Her strong attraction to Mihály, demonstrating which was frustrated by prevailing etiquette, had often shaken her physically and made her dizzy for long minutes. The reason the same attraction failed to seize her now, a feeling she would certainly have found out of place, was that they had brought with them some of the coolness of the church’s interior. Occasionally, it was enough merely to think of Mihály and she’d ask for a chair or a glass of water. As if she were not totally there, at the place where in fact she was. As if it were not she who saw and sensed the other person. As if her conscience unexpectedly claimed that she sensed their identical being by her physical attraction, even though she knew well — vehemently protesting her own thought — that this was but an illusion, a sensory error, surely nothing else.
Just because she missed him so, after only two days she did not suspect him.
Or this strange man.
Schuer indeed deserved the accolades due his sex; he was indeed a man’s man. He had been seriously wounded twice in 1917 in the western campaign, on battlefields in Flanders, and once earlier, with lighter wounds, at the siege of Gorlice, in Galicia, and on all three occasions he had received the silver medal for valor, along with the title vitéz; for exceptional bravery, he had also been awarded the Iron Cross Second Class and First Class. At the end of the war he was honorably discharged with the rank of captain. Then, in truth, he was obliged to hide his experiences — Countess Imola was not mistaken about that — and his mind was much tortured by what he had to hide, even though he seemed to lead an orderly, cloudless life with his wife and three children in the sunny and lovingly tended directorial villa on Ihne Street.

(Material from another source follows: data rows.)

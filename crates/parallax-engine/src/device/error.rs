/// What the frame loop should do after `get_current_texture` fails.
#[derive(Debug, Copy, Clone, Eq, PartialEq)]
pub enum SurfaceErrorAction {
    /// Surface was reconfigured; try again next frame.
    Reconfigured,
    /// Transient; drop this frame.
    SkipFrame,
    /// Unrecoverable (out of memory); shut the loop down.
    Fatal,
}
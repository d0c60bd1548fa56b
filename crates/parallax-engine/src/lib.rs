//! Parallax engine crate.
//!
//! Renders a photograph on a fitted plane and composites a pointer-tracking,
//! depth-displaced grid over it. The platform + GPU runtime pieces live next to
//! the domain modules so the studio binary only wires them together.

pub mod device;
pub mod window;
pub mod input;
pub mod time;
pub mod core;

pub mod logging;
pub mod coords;
pub mod render;

pub mod assets;
pub mod parallax;
pub mod scene;
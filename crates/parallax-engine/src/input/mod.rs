//! Input subsystem.
//!
//! The runtime translates winit events into [`InputEvent`]s; nothing here
//! exposes winit types. Pointer motion is funnelled into a [`LatestPointer`]
//! so the scene sees at most one position per frame.

mod latest;
mod types;

pub use latest::LatestPointer;
pub use types::{InputEvent, Key, KeyState, PointerMoveEvent};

With Germany’s enormous wartime collapse, he had to give up his plans for a military career, had to abandon the flag to which he had pledged eternal allegiance in the summer of 1914; he had no choice, he could not have continued. His earlier convictions evaporated or, rather, deserted him. Yet even after two decades, his war experiences pursued him in the form of menacing images, not picturelike images but mostly visions and apparitions. He could never tell whether he saw, imagined, or only envisioned in his memory the impact of the bomb that had lifted the torso of his machine gunner, along with muddy clumps of earth spraying the sky, high into the air from a spot now emptied and exuding only heat, and, while the torn-off arms flew off in different directions, the gunner’s trunk, pared down to its bare frame but still alive, was skewered on a tree branch.

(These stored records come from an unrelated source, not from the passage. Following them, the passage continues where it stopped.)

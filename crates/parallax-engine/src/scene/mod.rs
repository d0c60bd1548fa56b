//! The running viewer scene.
//!
//! A [`Scene`] only exists once every asset has resolved and the plane has
//! been fitted, so everything downstream (pointer updates, frames, the GPU
//! renderer) can assume complete uniforms.

mod error;
mod init;
mod state;

pub use error::SceneError;
pub use init::{init, init_async};
pub use state::{Scene, SceneConfig};
use winit::window::{Window, WindowId};

use crate::coords::Viewport;
use crate::device::{Gpu, SurfaceErrorAction};
use crate::render::{RenderCtx, RenderTarget};
use crate::time::FrameTime;
use crate::window::RuntimeCtx;

use super::app::AppControl;
use super::host::SurfaceHost;

/// Per-window handles and immutable window metadata.
pub struct WindowCtx<'a> {
    pub id:     WindowId,
    pub window: &'a Window,
}

impl<'a> WindowCtx<'a> {
    /// Returns the logical window size.
    pub fn logical_size(&self) -> Viewport {
        let phys  = self.window.inner_size();
        let scale = self.window.scale_factor();
        let logi: winit::dpi::LogicalSize<f64> = phys.to_logical(scale);
        Viewport::new(logi.width as f32, logi.height as f32)
    }

    pub fn set_title(&self, title: &str) {
        self.window.set_title(title);
    }
}

/// Context passed to `core::App::on_start`.
///
/// Acts as the [`SurfaceHost`] for scene setup: the render-loop flag it flips
/// is read by the runtime once the callback returns.
pub struct StartCtx<'a> {
    pub window:  WindowCtx<'a>,
    render_loop: &'a mut bool,
    max_texture_dimension: u32,
}

impl<'a> StartCtx<'a> {
    pub(crate) fn new(
        window: WindowCtx<'a>,
        render_loop: &'a mut bool,
        max_texture_dimension: u32,
    ) -> Self {
        Self { window, render_loop, max_texture_dimension }
    }
}

impl SurfaceHost for StartCtx<'_> {
    fn surface_size(&self) -> Viewport {
        self.window.logical_size()
    }

    fn max_texture_dimension(&self) -> u32 {
        self.max_texture_dimension
    }

    fn start_render_loop(&mut self) {
        log::debug!("render loop started");
        *self.render_loop = true;
    }

    fn stop_render_loop(&mut self) {
        log::debug!("render loop stopped");
        *self.render_loop = false;
    }
}

/// Per-frame context passed to `core::App::on_frame`.
///
/// Lifetimes:
/// - `'a` is the duration of the callback invocation
/// - `'w` is the window-borrow lifetime carried by `Gpu<'w>`
pub struct FrameCtx<'a, 'w> {
    pub window:  WindowCtx<'a>,
    pub gpu:     &'a mut Gpu<'w>,
    pub time:    FrameTime,
    pub runtime: &'a mut RuntimeCtx,
}

impl<'a, 'w> FrameCtx<'a, 'w> {
    /// Clears the surface with `clear`, calls `draw` with a ready [`RenderCtx`] and
    /// [`RenderTarget`], then presents the frame.
    pub fn render<F>(&mut self, clear: wgpu::Color, draw: F) -> AppControl
    where
        F: FnOnce(&RenderCtx<'_>, &mut RenderTarget<'_>),
    {
        let mut frame = match self.gpu.begin_frame() {
            Ok(f) => f,
            Err(err) => {
                let action = self.gpu.handle_surface_error(err);
                if action == SurfaceErrorAction::Fatal {
                    return AppControl::Exit;
                }
                return AppControl::Continue;
            }
        };

        let rctx = RenderCtx::new(
            self.gpu.device(),
            self.gpu.queue(),
            self.gpu.surface_format(),
        );

        // RenderTarget borrows frame.encoder; dropped before submit() takes frame.
        {
            let mut target = RenderTarget::new(&mut frame.encoder, &frame.view);
            drop(target.pass("parallax clear", Some(clear)));
            draw(&rctx, &mut target);
        }

        self.window.window.pre_present_notify();
        self.gpu.submit(frame);

        AppControl::Continue
    }
}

Had that really happened; had he in fact seen it.
Put another way, fear of insanity quietly, almost imperceptibly transformed his patriotism, and his strict upbringing has not allowed him to speak of this terrible renunciation to this day, not even with his friends.
He has hardly any friends.
Because he could not afford to engage in what he might rightfully have assumed to be friendship.

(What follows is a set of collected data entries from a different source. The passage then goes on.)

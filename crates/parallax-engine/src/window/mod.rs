//! Window + runtime loop.
//!
//! Owns the `winit` EventLoop and the single viewer window, and wires them to
//! the GPU layer.

mod runtime;

pub use runtime::{Runtime, RuntimeConfig, RuntimeCtx};
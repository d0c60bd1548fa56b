//! Logging setup.
//!
//! Everything in the crate logs through the `log` facade; this module only
//! installs the `env_logger` backend once per process.

mod init;

pub use init::{init_logging, LoggingConfig, DEFAULT_FILTER};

On the one hand, a feeling of friendship doesn’t pick and choose solely among people of the same rank, or according to rank or title. On the other hand, neither religion nor tradition can explain the shy physical tenderness and cruel physical brutality he had seen and profoundly experienced in water-soaked trenches, among barbed-wire obstacles, in the miserable barracks of military hospitals, and in overheated whorehouses reeking of tobacco in small Galician towns. Everything was beyond what could be measured by any social standard. When he returned, neither his mother, coming toward him in her clouds of perfume, nor his father, having in his model austerity grown very thin, could have known anything about the wild animals dazed with hunger and thirst who wandered aimlessly in forests razed bare by bombs, and about the camaraderie patched together out of cruelty and brotherly feeling — yet their youngest son had seen it all and lived through it all.